[Collected data]

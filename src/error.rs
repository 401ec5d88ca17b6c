//! Unified error type for the medbay service.

use axum::http::StatusCode;
use axum::response::{IntoResponse, Response};
use axum::Json;
use thiserror::Error;

/// The main error type for the service.
///
/// Covers configuration, database, validation, and upstream-model failures.
/// Implements `IntoResponse` so handlers can return `Result<_, ServiceError>`
/// directly.
#[derive(Error, Debug)]
pub enum ServiceError {
    /// Missing or invalid configuration. Fatal at startup.
    #[error("configuration error: {0}")]
    Config(String),

    /// Database read or write failure.
    #[error("database error: {0}")]
    Database(String),

    /// Requested row does not exist (or is soft-deleted).
    #[error("{resource} not found: {id}")]
    NotFound { resource: String, id: String },

    /// Request validation failure.
    #[error("invalid input for field '{field}': {reason}")]
    InvalidInput { field: String, reason: String },

    /// Uniqueness or state conflict.
    #[error("conflict: {0}")]
    Conflict(String),

    /// Language-model call failure.
    #[error("language model error: {0}")]
    Llm(String),

    /// JSON encode/decode failure.
    #[error("serialization error: {0}")]
    Serialization(String),

    /// Prompt template failure.
    #[error("template error: {0}")]
    Template(String),

    /// Bugs and unexpected states.
    #[error("internal error: {0}")]
    Internal(String),
}

/// Type alias for Results using ServiceError.
pub type Result<T> = std::result::Result<T, ServiceError>;

impl From<sqlx::Error> for ServiceError {
    fn from(err: sqlx::Error) -> Self {
        ServiceError::Database(err.to_string())
    }
}

impl From<serde_json::Error> for ServiceError {
    fn from(err: serde_json::Error) -> Self {
        ServiceError::Serialization(err.to_string())
    }
}

impl From<handlebars::RenderError> for ServiceError {
    fn from(err: handlebars::RenderError) -> Self {
        ServiceError::Template(err.to_string())
    }
}

impl IntoResponse for ServiceError {
    fn into_response(self) -> Response {
        let (status, error_type) = match &self {
            ServiceError::NotFound { .. } => (StatusCode::NOT_FOUND, "not_found"),
            ServiceError::InvalidInput { .. } => (StatusCode::BAD_REQUEST, "invalid_input"),
            ServiceError::Conflict(_) => (StatusCode::CONFLICT, "conflict"),
            ServiceError::Serialization(_) => (StatusCode::BAD_REQUEST, "serialization_error"),
            ServiceError::Llm(_) => (StatusCode::BAD_GATEWAY, "llm_error"),
            ServiceError::Config(_)
            | ServiceError::Database(_)
            | ServiceError::Template(_)
            | ServiceError::Internal(_) => (StatusCode::INTERNAL_SERVER_ERROR, "internal_error"),
        };

        let body = Json(serde_json::json!({
            "error": error_type,
            "message": self.to_string(),
        }));

        (status, body).into_response()
    }
}

impl ServiceError {
    /// Determines if this error is a client error (4xx-equivalent).
    #[must_use]
    pub fn is_client_error(&self) -> bool {
        matches!(
            self,
            ServiceError::NotFound { .. }
                | ServiceError::InvalidInput { .. }
                | ServiceError::Conflict(_)
                | ServiceError::Serialization(_)
        )
    }

    /// Creates a configuration error.
    #[must_use]
    pub fn config(msg: impl Into<String>) -> Self {
        ServiceError::Config(msg.into())
    }

    /// Creates a database error.
    #[must_use]
    pub fn database(msg: impl Into<String>) -> Self {
        ServiceError::Database(msg.into())
    }

    /// Creates a not found error.
    #[must_use]
    pub fn not_found(resource: impl Into<String>, id: impl Into<String>) -> Self {
        ServiceError::NotFound {
            resource: resource.into(),
            id: id.into(),
        }
    }

    /// Creates an invalid input error.
    #[must_use]
    pub fn invalid_input(field: impl Into<String>, reason: impl Into<String>) -> Self {
        ServiceError::InvalidInput {
            field: field.into(),
            reason: reason.into(),
        }
    }

    /// Creates a conflict error.
    #[must_use]
    pub fn conflict(msg: impl Into<String>) -> Self {
        ServiceError::Conflict(msg.into())
    }

    /// Creates a language-model error.
    #[must_use]
    pub fn llm(msg: impl Into<String>) -> Self {
        ServiceError::Llm(msg.into())
    }

    /// Creates an internal error.
    #[must_use]
    pub fn internal(msg: impl Into<String>) -> Self {
        ServiceError::Internal(msg.into())
    }
}

#[cfg(test)]
mod tests {
    use super::*;

    #[test]
    fn test_error_implements_std_error() {
        let err = ServiceError::internal("test");
        let _: &dyn std::error::Error = &err;
    }

    #[test]
    fn test_error_is_send_sync() {
        fn assert_send<T: Send>() {}
        fn assert_sync<T: Sync>() {}
        assert_send::<ServiceError>();
        assert_sync::<ServiceError>();
    }

    #[test]
    fn test_client_errors() {
        assert!(ServiceError::not_found("supply", "12").is_client_error());
        assert!(ServiceError::invalid_input("question", "missing").is_client_error());
        assert!(!ServiceError::database("connection refused").is_client_error());
        assert!(!ServiceError::llm("upstream stalled").is_client_error());
    }

    #[test]
    fn test_not_found_message() {
        let err = ServiceError::not_found("supply", "42");
        assert_eq!(err.to_string(), "supply not found: 42");
    }

    #[test]
    fn test_result_alias() {
        fn returns_result() -> Result<i32> {
            Ok(7)
        }
        assert!(returns_result().is_ok());
    }
}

(Problem description) Of all the entries above, output exactly the lines between the one holding "or write failure." and the one holding "Request validation failure.", inclusive.

(Answer to the exercise)
    /// Database read or write failure.
    #[error("database error: {0}")]
    Database(String),

    /// Requested row does not exist (or is soft-deleted).
    #[error("{resource} not found: {id}")]
    NotFound { resource: String, id: String },

    /// Request validation failure.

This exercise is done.